The Correct Option is D

Step 1: Understanding the Concept:
To form a triangle, we need to choose 3 distinct vertices from the \(n\) vertices of the polygon.
The number of ways to do this is given by the combination formula \(\binom{n}{3}\).
Step 2: Key Formula or Approach:
The total number of triangles formed is \(p_n = \binom{n}{3}\).
We are given the mathematical relation:
\[ p_{n+1} - p_n = 66 \] Substituting the combination formula into this relation yields:
\[ \binom{n+1}{3} - \binom{n}{3} = 66 \] Step 3: Detailed Explanation:
Using Pascal's Identity \(\binom{n}{k} + \binom{n}{k-1} = \binom{n+1}{k}\), we can rewrite the left side.
\[ \binom{n+1}{3} - \binom{n}{3} = \binom{n}{2} \] So, we have a simplified equation.
\[ \binom{n}{2} = 66 \] Expand the combination formula for further solving.

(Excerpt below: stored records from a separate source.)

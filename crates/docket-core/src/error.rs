//! # Error Types
//!
//! [`DocketError`] is the taxonomy every pipeline operation returns. Each
//! variant maps to a stable numeric `code` (mirroring HTTP status classes)
//! and a stable string `key`:
//!
//! | code | key | raised by |
//! |------|-----|-----------|
//! | 400 | `bad-request` | malformed input, unknown action or doc type |
//! | 422 | `validation` | field-path failures, envelope state checks |
//! | 422 | `calculation` | a document's totals could not be computed |
//! | 422 | `no-document` | envelope without a document |
//! | 422 | `unknown-schema` | `$schema` not registered |
//! | 422 | `key-mismatch` | signature does not verify under the given key |
//! | 422 | `signature` | malformed signature or signing failure |
//! | 422 | `digest` | head digest does not match the document |
//! | 500 | `internal` | anything that should not happen |
//!
//! Lower-level enums (`CanonicalizationError`, `CryptoError`) convert into
//! `DocketError` with `?`.

use serde::ser::SerializeStruct;
use serde::{Serialize, Serializer};
use thiserror::Error;

use crate::fields::FieldErrors;

/// Pipeline-level error with a stable code and key.
#[derive(Error, Debug, Clone, PartialEq)]
pub enum DocketError {
    /// Input could not be understood at all.
    #[error("{0}")]
    BadRequest(String),

    /// Field-path validation failures.
    #[error("{0}")]
    Validation(FieldErrors),

    /// A validation failure that is not tied to a field path.
    #[error("{0}")]
    Invalid(String),

    /// The document's calculation step failed.
    #[error("{0}")]
    Calculation(String),

    /// An envelope arrived without a document.
    #[error("no-document")]
    NoDocument,

    /// The `$schema` identity is not registered.
    #[error("unknown-schema: {0}")]
    UnknownSchema(String),

    /// Signature verification failed under the provided key.
    #[error("key-mismatch: {0}")]
    KeyMismatch(String),

    /// Signature could not be produced or decoded.
    #[error("signature: {0}")]
    Signature(String),

    /// The head digest does not match the document.
    #[error("digest: {0}")]
    Digest(String),

    /// Unexpected internal failure.
    #[error("internal: {0}")]
    Internal(String),
}

impl DocketError {
    /// Numeric code mirroring HTTP status classes.
    pub fn code(&self) -> u16 {
        match self {
            Self::BadRequest(_) => 400,
            Self::Internal(_) => 500,
            _ => 422,
        }
    }

    /// Stable string slug.
    pub fn key(&self) -> &'static str {
        match self {
            Self::BadRequest(_) => "bad-request",
            Self::Validation(_) | Self::Invalid(_) => "validation",
            Self::Calculation(_) => "calculation",
            Self::NoDocument => "no-document",
            Self::UnknownSchema(_) => "unknown-schema",
            Self::KeyMismatch(_) => "key-mismatch",
            Self::Signature(_) => "signature",
            Self::Digest(_) => "digest",
            Self::Internal(_) => "internal",
        }
    }

    /// The field tree, for validation errors.
    pub fn fields(&self) -> Option<&FieldErrors> {
        match self {
            Self::Validation(f) => Some(f),
            _ => None,
        }
    }

    /// Nest a validation error's fields under `field`. Other errors pass
    /// through unchanged.
    pub fn prefixed(self, field: &str) -> Self {
        match self {
            Self::Validation(f) => Self::Validation(f.prefixed(field)),
            other => other,
        }
    }

    /// Render as `code=<n>, message=<text>`.
    pub fn render(&self) -> String {
        format!("code={}, message={}", self.code(), self)
    }
}

impl From<FieldErrors> for DocketError {
    fn from(errs: FieldErrors) -> Self {
        Self::Validation(errs)
    }
}

impl Serialize for DocketError {
    fn serialize<S: Serializer>(&self, serializer: S) -> Result<S::Ok, S::Error> {
        let fields = self.fields();
        let mut s = serializer.serialize_struct("DocketError", if fields.is_some() { 4 } else { 3 })?;
        s.serialize_field("code", &self.code())?;
        s.serialize_field("key", self.key())?;
        s.serialize_field("message", &self.to_string())?;
        if let Some(f) = fields {
            s.serialize_field("fields", f)?;
        }
        s.end()
    }
}

/// Error during canonical serialization.
#[derive(Error, Debug)]
pub enum CanonicalizationError {
    /// Float values are not permitted in canonical representations.
    #[error("float values are not permitted in canonical representations; use a decimal string: {0}")]
    FloatRejected(f64),

    /// JSON serialization failed.
    #[error("serialization failed: {0}")]
    SerializationFailed(#[from] serde_json::Error),
}

impl From<CanonicalizationError> for DocketError {
    fn from(err: CanonicalizationError) -> Self {
        Self::Internal(err.to_string())
    }
}

/// Error in cryptographic operations.
#[derive(Error, Debug, Clone, PartialEq)]
pub enum CryptoError {
    /// Signature verification failed.
    #[error("signature verification failed: {0}")]
    VerificationFailed(String),

    /// Key generation or parsing failed.
    #[error("key error: {0}")]
    KeyError(String),

    /// A signature value could not be decoded.
    #[error("malformed signature: {0}")]
    MalformedSignature(String),
}

impl From<CryptoError> for DocketError {
    fn from(err: CryptoError) -> Self {
        match err {
            CryptoError::VerificationFailed(m) => Self::KeyMismatch(m),
            CryptoError::KeyError(m) => Self::BadRequest(format!("invalid key: {m}")),
            CryptoError::MalformedSignature(m) => Self::Signature(m),
        }
    }
}

#[cfg(test)]
mod tests {
    use super::*;

    #[test]
    fn codes_and_keys() {
        let cases = [
            (DocketError::BadRequest("x".into()), 400, "bad-request"),
            (DocketError::Validation(FieldErrors::single("a", "b")), 422, "validation"),
            (DocketError::Invalid("x".into()), 422, "validation"),
            (DocketError::Calculation("x".into()), 422, "calculation"),
            (DocketError::NoDocument, 422, "no-document"),
            (DocketError::UnknownSchema("x".into()), 422, "unknown-schema"),
            (DocketError::KeyMismatch("x".into()), 422, "key-mismatch"),
            (DocketError::Signature("x".into()), 422, "signature"),
            (DocketError::Digest("x".into()), 422, "digest"),
            (DocketError::Internal("x".into()), 500, "internal"),
        ];
        for (err, code, key) in cases {
            assert_eq!(err.code(), code, "{err:?}");
            assert_eq!(err.key(), key, "{err:?}");
        }
    }

    #[test]
    fn render_no_document() {
        assert_eq!(DocketError::NoDocument.render(), "code=422, message=no-document");
    }

    #[test]
    fn render_validation_uses_field_text() {
        let mut f = FieldErrors::new();
        f.add("$schema", "cannot be blank");
        f.add("doc", "cannot be blank");
        f.add("head", "cannot be blank");
        assert_eq!(
            DocketError::Validation(f).render(),
            "code=422, message=$schema: cannot be blank; doc: cannot be blank; head: cannot be blank."
        );
    }

    #[test]
    fn prefixed_only_touches_validation() {
        let err = DocketError::Validation(FieldErrors::single("totals", "cannot be blank"));
        let err = err.prefixed("doc");
        assert_eq!(
            err.fields().and_then(|f| f.message_at("doc.totals")),
            Some("cannot be blank")
        );
        assert_eq!(DocketError::NoDocument.prefixed("doc"), DocketError::NoDocument);
    }

    #[test]
    fn serializes_with_fields() {
        let err = DocketError::Validation(FieldErrors::single("totals", "cannot be blank"));
        let v = serde_json::to_value(&err).unwrap();
        assert_eq!(v["code"], 422);
        assert_eq!(v["key"], "validation");
        assert_eq!(v["message"], "totals: cannot be blank.");
        assert_eq!(v["fields"]["totals"], "cannot be blank");

        let v = serde_json::to_value(DocketError::BadRequest("nope".into())).unwrap();
        assert!(v.get("fields").is_none());
    }

    #[test]
    fn crypto_errors_convert() {
        let e: DocketError = CryptoError::VerificationFailed("bad".into()).into();
        assert_eq!(e.key(), "key-mismatch");
        let e: DocketError = CryptoError::KeyError("short".into()).into();
        assert_eq!(e.code(), 400);
    }
}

\[ \frac{n(n-1)}{2} = 66 \implies n(n-1) = 132 \] We need to find two consecutive positive integers whose product is 132.
Since \(11 \times 12 = 132\), we can determine that \(n = 12\).
The prime factorization of \(12\) is \(2^2 \times 3\).
The distinct prime divisors of \(12\) are \(2\) and \(3\).
The sum of these distinct prime divisors is \(2 + 3 = 5\).
Step 4: Final Answer:
The sum of all distinct prime divisors of \(n\) is \(5\).